Regime forfetario: novità 2023.
Con la Legge di Bilancio 2023 sono state introdotte importanti novità per i lavoratori con partita IVA che aderiscono al regime forfetario.
L’art. 1 co. 54-57 della legge n. 197 del 29 dicembre 2022 prevede:
- estensione del regime forfettario, incrementando da 65.000€ a 85.000€, il limite di ricavi e compensi per l’accesso e la permanenza nel medesimo;
- fuoriuscita immediata e automatica dal regime, nel caso in cui i ricavi superino i 100.000€ in corso d’anno;
- introduzione di una nuova imposta sostitutiva al 15%, sulla quota di reddito maturato nel 2023 in eccedenza rispetto al più elevato tra quelli del triennio precedente.
Tali interventi risultano applicabili al decorrere del 01/01/2023. La soglia di ricavi e compensi per aderire al regime forfettario deve essere verificata ad inizio anno, sulla base del risultato dell’anno precedente.
ATTENZIONE: Se l’anno precedente, il professionista o persona fisica esercente l’attività d’impresa ha superato la soglia precedentemente prevista di 65.000€ ma risulta un fatturato inferiore a 85.000€, può continuare ad aderire al regime forfettario, invece che passare al regime ordinario, come altrimenti sarebbe dovuto accadere.
Qualora durante il corso dell’anno venga superata la soglia dei ricavi, di un ammontare non superiore a 100.000€, il regime forfettario decade dall’anno successivo, invece, nel caso in cui la soglia venisse superata, con un livello della somma dei ricavi superiore a 100.000€, il regime forfettario decade dall’anno in corso, pertanto, la persona fisica o professionista devono adottare immediatamente il regime ordinario, (applicazione dell’IVA nei modi ordinari) e devono correggere le operazioni precedentemente fatte in regime forfettario senza applicazione dell’IVA, nonché assolvere ai conseguenti obblighi di tenuta delle scritture contabili.

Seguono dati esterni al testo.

use serde::{Deserialize, Serialize};

use crate::models::{AgeGroup, Dataset, Record};

pub const ALL: &str = "All";

/// Equality constraints selected from the dashboard dropdowns. `None` means
/// the field is unconstrained.
#[derive(Debug, Clone, Default, PartialEq, Eq, Serialize)]
pub struct FilterSpec {
    pub gender: Option<String>,
    pub age_group: Option<AgeGroup>,
    pub occupation: Option<String>,
    pub disorder: Option<String>,
}

/// Raw dropdown values as they arrive from a query string or the CLI.
#[derive(Debug, Clone, Default, Deserialize, clap::Args)]
pub struct FilterSelection {
    #[arg(long)]
    pub gender: Option<String>,
    #[arg(long)]
    pub age_group: Option<String>,
    #[arg(long)]
    pub occupation: Option<String>,
    #[arg(long)]
    pub disorder: Option<String>,
}

fn active(value: Option<&str>) -> Option<&str> {
    value.filter(|v| !v.is_empty() && *v != ALL)
}

impl FilterSpec {
    pub fn from_selection(selection: &FilterSelection) -> anyhow::Result<Self> {
        let age_group = active(selection.age_group.as_deref())
            .map(str::parse::<AgeGroup>)
            .transpose()?;
        Ok(Self {
            gender: active(selection.gender.as_deref()).map(str::to_string),
            age_group,
            occupation: active(selection.occupation.as_deref()).map(str::to_string),
            disorder: active(selection.disorder.as_deref()).map(str::to_string),
        })
    }

    pub fn is_unconstrained(&self) -> bool {
        self.gender.is_none()
            && self.age_group.is_none()
            && self.occupation.is_none()
            && self.disorder.is_none()
    }

    pub fn matches(&self, record: &Record) -> bool {
        self.gender.as_ref().is_none_or(|g| *g == record.gender)
            && self.age_group.is_none_or(|a| a == record.age_group)
            && self.occupation.as_ref().is_none_or(|o| *o == record.occupation)
            && self.disorder.as_ref().is_none_or(|d| *d == record.sleep_disorder)
    }

    /// Rows satisfying every active constraint, in dataset order.
    pub fn apply<'a>(&self, dataset: &'a Dataset) -> Vec<&'a Record> {
        dataset.records().iter().filter(|r| self.matches(r)).collect()
    }

    pub fn describe(&self) -> String {
        if self.is_unconstrained() {
            return "all records".to_string();
        }
        let mut parts = Vec::new();
        if let Some(g) = &self.gender {
            parts.push(format!("gender={g}"));
        }
        if let Some(a) = &self.age_group {
            parts.push(format!("age_group={a}"));
        }
        if let Some(o) = &self.occupation {
            parts.push(format!("occupation={o}"));
        }
        if let Some(d) = &self.disorder {
            parts.push(format!("disorder={d}"));
        }
        parts.join(", ")
    }
}

#[derive(Debug, Clone, PartialEq, Eq, Serialize)]
pub struct FilterOption {
    pub label: String,
    pub value: String,
}

/// Dropdown contents: the "All" entry followed by distinct values in order of
/// first appearance.
#[derive(Debug, Clone, Serialize)]
pub struct FilterOptions {
    pub gender: Vec<FilterOption>,
    pub age_group: Vec<FilterOption>,
    pub occupation: Vec<FilterOption>,
    pub disorder: Vec<FilterOption>,
}

impl FilterOptions {
    pub fn from_dataset(dataset: &Dataset) -> Self {
        let records = dataset.records();
        Self {
            gender: options("All Genders", records.iter().map(|r| r.gender.as_str())),
            age_group: options("All Ages", records.iter().map(|r| r.age_group.label())),
            occupation: options("All Occupations", records.iter().map(|r| r.occupation.as_str())),
            disorder: options(ALL, records.iter().map(|r| r.sleep_disorder.as_str())),
        }
    }
}

fn options<'a>(all_label: &str, values: impl Iterator<Item = &'a str>) -> Vec<FilterOption> {
    let mut out = vec![FilterOption {
        label: all_label.to_string(),
        value: ALL.to_string(),
    }];
    for value in values {
        if !out.iter().skip(1).any(|o| o.value == value) {
            out.push(FilterOption {
                label: value.to_string(),
                value: value.to_string(),
            });
        }
    }
    out
}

Pertanto, in vista della fuoriuscita immediata dal regime, è opportuno conservare la documentazione contabile a supporto della deduzione analitica dei costi sostenuti già durante l’applicazione del regime forfettario.
Non è consentita l’adesione al regime forfettario nel caso di:
- utilizzo di regimi speciali di IVA e di determinazione forfettaria del reddito;
- residenza fiscale all’estero;
- possesso, contemporaneamente all’esercizio dell’attività d’impresa o arti professionali, di partecipazioni in società di persone o partecipazioni di controllo, diretto o indiretto, in società a responsabilità limitata;
- esercizio prevalentemente nei confronti di datori di lavoro con i quali sono in essere o erano intercorsi rapporti di lavoro nei due periodi precedenti l’imposta;
- possesso, all’anno precedente, di redditi da lavoro dipendente eccedenti l’importo di 30.000€. Tale soglia non deve essere verificata se il rapporto di lavoro è cessato.
Il regime forfettario esclude la possibilità di detrarre l’IVA dal costo degli acquisti. Dunque, chi aderisce a tale regime deve assolvere l’imposta di bollo di 2€ in fattura, per importi superiori a 77,47€.
La convenienza riguardo l’applicazione del regime forfettario va analizzata caso per caso. Pertanto, è bene fare ricorso all’ausilio di un professionista commercialista.